WORK TASK -
Below are records; copy every line among them that contains the word "usize".

(Collected data entries)

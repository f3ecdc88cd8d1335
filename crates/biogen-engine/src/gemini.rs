use std::thread;
use std::time::Duration;

use anyhow::{bail, Context, Result};
use base64::engine::general_purpose::STANDARD as BASE64;
use base64::Engine as _;
use biogen_contracts::image_ref::InlineImage;
use reqwest::blocking::{Client as HttpClient, Response as HttpResponse};
use serde_json::{json, Map, Value};

use crate::error::GenerationError;
use crate::provider::{ImageProvider, ImageRequest, TextProvider, TextRequest};
use crate::{non_empty_env, truncate_text, value_as_f64};

pub const DEFAULT_GEMINI_API_BASE: &str = "https://generativelanguage.googleapis.com/v1beta";

/// Connection settings for the Gemini REST transport.
#[derive(Debug, Clone, PartialEq)]
pub struct GeminiSettings {
    pub api_base: String,
    pub api_key: Option<String>,
    pub request_timeout_s: f64,
    pub transport_retries: usize,
    pub retry_backoff_s: f64,
}

impl Default for GeminiSettings {
    fn default() -> Self {
        Self {
            api_base: DEFAULT_GEMINI_API_BASE.to_string(),
            api_key: None,
            request_timeout_s: 90.0,
            transport_retries: 2,
            retry_backoff_s: 1.2,
        }
    }
}

impl GeminiSettings {
    pub fn from_env() -> Self {
        Self::from_lookup(non_empty_env)
    }

    /// Reads settings through `lookup`, which returns trimmed non-empty
    /// values or `None`. Numeric settings are clamped to sane bounds.
    pub fn from_lookup(lookup: impl Fn(&str) -> Option<String>) -> Self {
        let numeric = |key: &str| lookup(key).map(Value::String);
        Self {
            api_base: lookup("GEMINI_API_BASE")
                .map(|value| value.trim_end_matches('/').to_string())
                .filter(|value| !value.is_empty())
                .unwrap_or_else(|| DEFAULT_GEMINI_API_BASE.to_string()),
            api_key: lookup("GEMINI_API_KEY").or_else(|| lookup("GOOGLE_API_KEY")),
            request_timeout_s: value_as_f64(
                numeric("GEMINI_REQUEST_TIMEOUT").as_ref(),
                90.0,
                15.0,
                300.0,
            ),
            transport_retries: value_as_f64(
                numeric("GEMINI_TRANSPORT_RETRIES").as_ref(),
                2.0,
                0.0,
                4.0,
            )
            .round() as usize,
            retry_backoff_s: value_as_f64(
                numeric("GEMINI_RETRY_BACKOFF").as_ref(),
                1.2,
                0.1,
                10.0,
            ),
        }
    }
}

pub struct GeminiProvider {
    settings: GeminiSettings,
    http: HttpClient,
}

impl GeminiProvider {
    pub fn new(settings: GeminiSettings) -> Self {
        Self {
            settings,
            http: HttpClient::new(),
        }
    }

    pub fn from_env() -> Self {
        Self::new(GeminiSettings::from_env())
    }

    fn api_key(&self) -> Result<&str> {
        match self.settings.api_key.as_deref() {
            Some(key) => Ok(key),
            None => Err(GenerationError::Configuration(
                "GEMINI_API_KEY or GOOGLE_API_KEY not set".to_string(),
            )
            .into()),
        }
    }

    fn endpoint_for_model(&self, model: &str) -> String {
        let trimmed = model.trim();
        let model_path = if trimmed.starts_with("models/") {
            trimmed.to_string()
        } else {
            format!("models/{trimmed}")
        };
        format!("{}/{}:generateContent", self.settings.api_base, model_path)
    }

    fn post_with_transport_retries(&self, endpoint: &str, payload: &Value) -> Result<Value> {
        let api_key = self.api_key()?;
        let max_retries = self.settings.transport_retries;
        for attempt in 0..=max_retries {
            let response = self
                .http
                .post(endpoint)
                .query(&[("key", api_key)])
                .timeout(Duration::from_secs_f64(self.settings.request_timeout_s))
                .json(payload)
                .send();

            match response {
                Ok(ok) => return response_json_or_error(ok),
                Err(raw) => {
                    let err = anyhow::Error::new(raw)
                        .context(format!("Gemini request failed ({endpoint})"));
                    if !is_retryable_transport_error(&err) || attempt >= max_retries {
                        return Err(err);
                    }
                    eprintln!(
                        "biogen: Gemini transport retry {}/{} after transient request failure.",
                        attempt + 1,
                        max_retries
                    );
                    let delay_s = self.settings.retry_backoff_s * (attempt as f64 + 1.0);
                    thread::sleep(Duration::from_secs_f64(delay_s));
                }
            }
        }

        bail!("Gemini transport retry loop exhausted ({endpoint})")
    }
}

impl TextProvider for GeminiProvider {
    fn name(&self) -> &str {
        "gemini"
    }

    fn generate_text(&self, request: &TextRequest) -> Result<Option<String>> {
        let endpoint = self.endpoint_for_model(&request.model);
        let response = self
            .post_with_transport_retries(&endpoint, &text_payload(request))
            .with_context(|| format!("Gemini {} call failed", request.purpose.as_str()))?;
        Ok(extract_text(&response))
    }
}

impl ImageProvider for GeminiProvider {
    fn name(&self) -> &str {
        "gemini"
    }

    fn generate_image(&self, request: &ImageRequest) -> Result<Option<InlineImage>> {
        let endpoint = self.endpoint_for_model(&request.model);
        let response = self
            .post_with_transport_retries(&endpoint, &image_payload(request))
            .context("Gemini image call failed")?;
        extract_inline_image(&response)
    }
}

pub(crate) fn text_payload(request: &TextRequest) -> Value {
    let mut payload = Map::new();
    payload.insert(
        "contents".to_string(),
        json!([{ "role": "user", "parts": [{ "text": request.prompt }] }]),
    );
    if let Some(instruction) = request
        .system_instruction
        .as_deref()
        .map(str::trim)
        .filter(|value| !value.is_empty())
    {
        payload.insert(
            "systemInstruction".to_string(),
            json!({ "parts": [{ "text": instruction }] }),
        );
    }
    payload.insert(
        "generationConfig".to_string(),
        json!({
            "responseMimeType": "application/json",
            "responseSchema": request.response_schema,
            "temperature": request.temperature,
        }),
    );
    Value::Object(payload)
}

pub(crate) fn image_payload(request: &ImageRequest) -> Value {
    json!({
        "contents": [{ "role": "user", "parts": [{ "text": request.prompt }] }],
        "generationConfig": {
            "candidateCount": 1,
            "responseModalities": ["IMAGE"],
        },
    })
}

fn first_candidate_parts(response: &Value) -> Vec<Value> {
    response
        .get("candidates")
        .and_then(Value::as_array)
        .and_then(|candidates| candidates.first())
        .and_then(|candidate| candidate.get("content"))
        .and_then(|content| content.get("parts"))
        .and_then(Value::as_array)
        .cloned()
        .unwrap_or_default()
}

/// Concatenated text of the first candidate, skipping thought parts.
pub(crate) fn extract_text(response: &Value) -> Option<String> {
    let text = first_candidate_parts(response)
        .iter()
        .filter(|part| !part.get("thought").and_then(Value::as_bool).unwrap_or(false))
        .filter_map(|part| part.get("text").and_then(Value::as_str))
        .collect::<String>();
    (!text.trim().is_empty()).then_some(text)
}

/// First inline image of the first candidate. Both the camelCase and
/// snake_case field spellings occur in the wild.
pub(crate) fn extract_inline_image(response: &Value) -> Result<Option<InlineImage>> {
    for part in first_candidate_parts(response) {
        let Some(inline) = part
            .get("inlineData")
            .or_else(|| part.get("inline_data"))
            .and_then(Value::as_object)
        else {
            continue;
        };
        let data = inline
            .get("data")
            .and_then(Value::as_str)
            .unwrap_or_default();
        if data.is_empty() {
            continue;
        }
        let bytes = BASE64
            .decode(data.as_bytes())
            .context("Gemini image base64 decode failed")?;
        let mime_type = inline
            .get("mimeType")
            .or_else(|| inline.get("mime_type"))
            .and_then(Value::as_str);
        return Ok(Some(InlineImage::new(mime_type, bytes)));
    }
    Ok(None)
}

fn response_json_or_error(response: HttpResponse) -> Result<Value> {
    let status = response.status();
    let code = status.as_u16();
    let body = response
        .text()
        .context("Gemini response body read failed")?;
    if !status.is_success() {
        bail!("Gemini request failed ({code}): {}", truncate_text(&body, 512));
    }
    let parsed: Value =
        serde_json::from_str(&body).context("Gemini returned invalid JSON payload")?;
    Ok(parsed)
}

fn is_retryable_transport_error(err: &anyhow::Error) -> bool {
    err.chain().any(|cause| {
        cause
            .downcast_ref::<reqwest::Error>()
            .map(|reqwest_err| {
                reqwest_err.is_timeout() || reqwest_err.is_connect() || reqwest_err.is_request()
            })
            .unwrap_or(false)
    })
}
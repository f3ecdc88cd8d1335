use serde::{Deserialize, Serialize};
use serde_json::{json, Value};

/// Text half of a battle simulation, as returned by the service.
#[derive(Debug, Clone, PartialEq, Eq, Serialize, Deserialize)]
pub struct BattleAnalysis {
    pub summary: String,
    pub log: String,
    pub winner: String,
}

impl BattleAnalysis {
    /// Substituted when the text payload does not parse.
    pub fn analysis_failed() -> Self {
        Self {
            summary: "Analysis Failed".to_string(),
            log: "Could not generate log.".to_string(),
            winner: "Unknown".to_string(),
        }
    }

    /// Substituted when the text call itself fails.
    pub fn simulation_error() -> Self {
        Self {
            summary: "Error".to_string(),
            log: "Could not run simulation.".to_string(),
            winner: "None".to_string(),
        }
    }

    /// Strict parse; blank summary or winner counts as a schema violation.
    pub fn from_json_str(raw: &str) -> Result<Self, String> {
        let parsed =
            serde_json::from_str::<Self>(raw.trim()).map_err(|err| err.to_string())?;
        if parsed.summary.trim().is_empty() {
            return Err("summary is empty".to_string());
        }
        if parsed.winner.trim().is_empty() {
            return Err("winner is empty".to_string());
        }
        Ok(parsed)
    }

    /// Snaps the winner onto one of the contestants' names when it matches
    /// case-insensitively.
    pub fn normalize_winner(&mut self, contestants: [&str; 2]) {
        let wanted = self.winner.trim().to_lowercase();
        if let Some(name) = contestants
            .into_iter()
            .find(|name| name.trim().to_lowercase() == wanted)
        {
            self.winner = name.to_string();
        }
    }
}

/// Ephemeral outcome of one battle; never archived.
#[derive(Debug, Clone, PartialEq, Eq, Serialize, Deserialize)]
pub struct BattleResult {
    pub summary: String,
    pub log: String,
    pub winner: String,
    pub image_url: Option<String>,
}

impl BattleResult {
    pub fn new(analysis: BattleAnalysis, image_url: Option<String>) -> Self {
        Self {
            summary: analysis.summary,
            log: analysis.log,
            winner: analysis.winner,
            image_url,
        }
    }
}

pub fn battle_response_schema() -> Value {
    json!({
        "type": "OBJECT",
        "properties": {
            "summary": { "type": "STRING" },
            "log": { "type": "STRING" },
            "winner": { "type": "STRING" },
        },
        "required": ["summary", "log", "winner"],
    })
}

#[derive(Debug, Clone, PartialEq, Eq)]
pub enum LogSpan {
    Plain(String),
    Emphasis(String),
}

/// Splits a battle log into paragraphs (blank-line separated) of plain and
/// `**emphasised**` spans. Unterminated markers stay literal.
pub fn log_paragraphs(text: &str) -> Vec<Vec<LogSpan>> {
    let normalized = text.replace("\r\n", "\n");
    let mut paragraphs = Vec::new();
    let mut current = Vec::new();
    for line in normalized.split('\n') {
        if line.trim().is_empty() {
            if !current.is_empty() {
                paragraphs.push(current.join("\n"));
                current.clear();
            }
            continue;
        }
        current.push(line);
    }
    if !current.is_empty() {
        paragraphs.push(current.join("\n"));
    }
    paragraphs.iter().map(|para| emphasis_spans(para)).collect()
}

fn emphasis_spans(paragraph: &str) -> Vec<LogSpan> {
    let mut spans = Vec::new();
    let mut rest = paragraph;
    while let Some(start) = rest.find("**") {
        let after = &rest[start + 2..];
        let Some(end) = after.find("**") else {
            break;
        };
        if start > 0 {
            spans.push(LogSpan::Plain(rest[..start].to_string()));
        }
        spans.push(LogSpan::Emphasis(after[..end].to_string()));
        rest = &after[end + 2..];
    }
    if !rest.is_empty() {
        spans.push(LogSpan::Plain(rest.to_string()));
    }
    spans
}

REPLY TO THE EXERCISE -
    pub transport_retries: usize,
            .round() as usize,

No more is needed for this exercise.